» Problem requirements: Exercise in exact copying. Transcribe every entry that follows, word for word.

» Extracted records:

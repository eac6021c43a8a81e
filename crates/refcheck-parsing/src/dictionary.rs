//! Word-existence capability used when deciding whether to keep a line-break hyphen.

use std::collections::HashSet;
use std::path::{Path, PathBuf};

use thiserror::Error;

/// Default system word list on Unix-like systems.
pub const SYSTEM_WORDS: &str = "/usr/share/dict/words";

#[derive(Error, Debug)]
pub enum DictionaryError {
    #[error("failed to read word list {path}: {source}")]
    Io {
        path: PathBuf,
        source: std::io::Error,
    },
}

/// Answers whether a word exists. Implementations must be pure: the same
/// word always yields the same answer.
pub trait Dictionary: Send + Sync {
    fn contains(&self, word: &str) -> bool;
}

impl<F> Dictionary for F
where
    F: Fn(&str) -> bool + Send + Sync,
{
    fn contains(&self, word: &str) -> bool {
        self(word)
    }
}

/// An in-memory, case-preserving set of words.
#[derive(Debug, Clone, Default)]
pub struct WordList {
    words: HashSet<String>,
}

impl WordList {
    pub fn from_words<I, S>(words: I) -> Self
    where
        I: IntoIterator<Item = S>,
        S: Into<String>,
    {
        Self {
            words: words.into_iter().map(Into::into).collect(),
        }
    }

    /// Load a one-word-per-line file. Blank lines are ignored.
    pub fn load(path: &Path) -> Result<Self, DictionaryError> {
        let content = std::fs::read_to_string(path).map_err(|source| DictionaryError::Io {
            path: path.to_path_buf(),
            source,
        })?;
        let list = Self::from_words(
            content
                .lines()
                .map(str::trim)
                .filter(|w| !w.is_empty()),
        );
        tracing::debug!(path = %path.display(), words = list.len(), "loaded word list");
        Ok(list)
    }

    /// The system word list, if one is installed.
    pub fn system() -> Option<Self> {
        let path = Path::new(SYSTEM_WORDS);
        if !path.exists() {
            return None;
        }
        match Self::load(path) {
            Ok(list) => Some(list),
            Err(e) => {
                tracing::warn!(error = %e, "system word list unreadable");
                None
            }
        }
    }

    pub fn len(&self) -> usize {
        self.words.len()
    }

    pub fn is_empty(&self) -> bool {
        self.words.is_empty()
    }
}

impl Dictionary for WordList {
    fn contains(&self, word: &str) -> bool {
        self.words.contains(word)
    }
}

» Task answer:
repository eac6021c43a8a81e
filename crates/refcheck-parsing/src/dictionary.rs
//! Word-existence capability used when deciding whether to keep a line-break hyphen.

use std::collections::HashSet;
use std::path::{Path, PathBuf};

use thiserror::Error;

/// Default system word list on Unix-like systems.
pub const SYSTEM_WORDS: &str = "/usr/share/dict/words";

#[derive(Error, Debug)]
pub enum DictionaryError {
    #[error("failed to read word list {path}: {source}")]
    Io {
        path: PathBuf,
        source: std::io::Error,
    },
}

/// Answers whether a word exists. Implementations must be pure: the same
/// word always yields the same answer.
pub trait Dictionary: Send + Sync {
    fn contains(&self, word: &str) -> bool;
}

impl<F> Dictionary for F
where
    F: Fn(&str) -> bool + Send + Sync,
{
    fn contains(&self, word: &str) -> bool {
        self(word)
    }
}

/// An in-memory, case-preserving set of words.
#[derive(Debug, Clone, Default)]
pub struct WordList {
    words: HashSet<String>,
}

impl WordList {
    pub fn from_words<I, S>(words: I) -> Self
    where
        I: IntoIterator<Item = S>,
        S: Into<String>,
    {
        Self {
            words: words.into_iter().map(Into::into).collect(),
        }
    }

    /// Load a one-word-per-line file. Blank lines are ignored.
    pub fn load(path: &Path) -> Result<Self, DictionaryError> {
        let content = std::fs::read_to_string(path).map_err(|source| DictionaryError::Io {
            path: path.to_path_buf(),
            source,
        })?;
        let list = Self::from_words(
            content
                .lines()
                .map(str::trim)
                .filter(|w| !w.is_empty()),
        );
        tracing::debug!(path = %path.display(), words = list.len(), "loaded word list");
        Ok(list)
    }

    /// The system word list, if one is installed.
    pub fn system() -> Option<Self> {
        let path = Path::new(SYSTEM_WORDS);
        if !path.exists() {
            return None;
        }
        match Self::load(path) {
            Ok(list) => Some(list),
            Err(e) => {
                tracing::warn!(error = %e, "system word list unreadable");
                None
            }
        }
    }

    pub fn len(&self) -> usize {
        self.words.len()
    }

    pub fn is_empty(&self) -> bool {
        self.words.is_empty()
    }
}

impl Dictionary for WordList {
    fn contains(&self, word: &str) -> bool {
        self.words.contains(word)
    }
}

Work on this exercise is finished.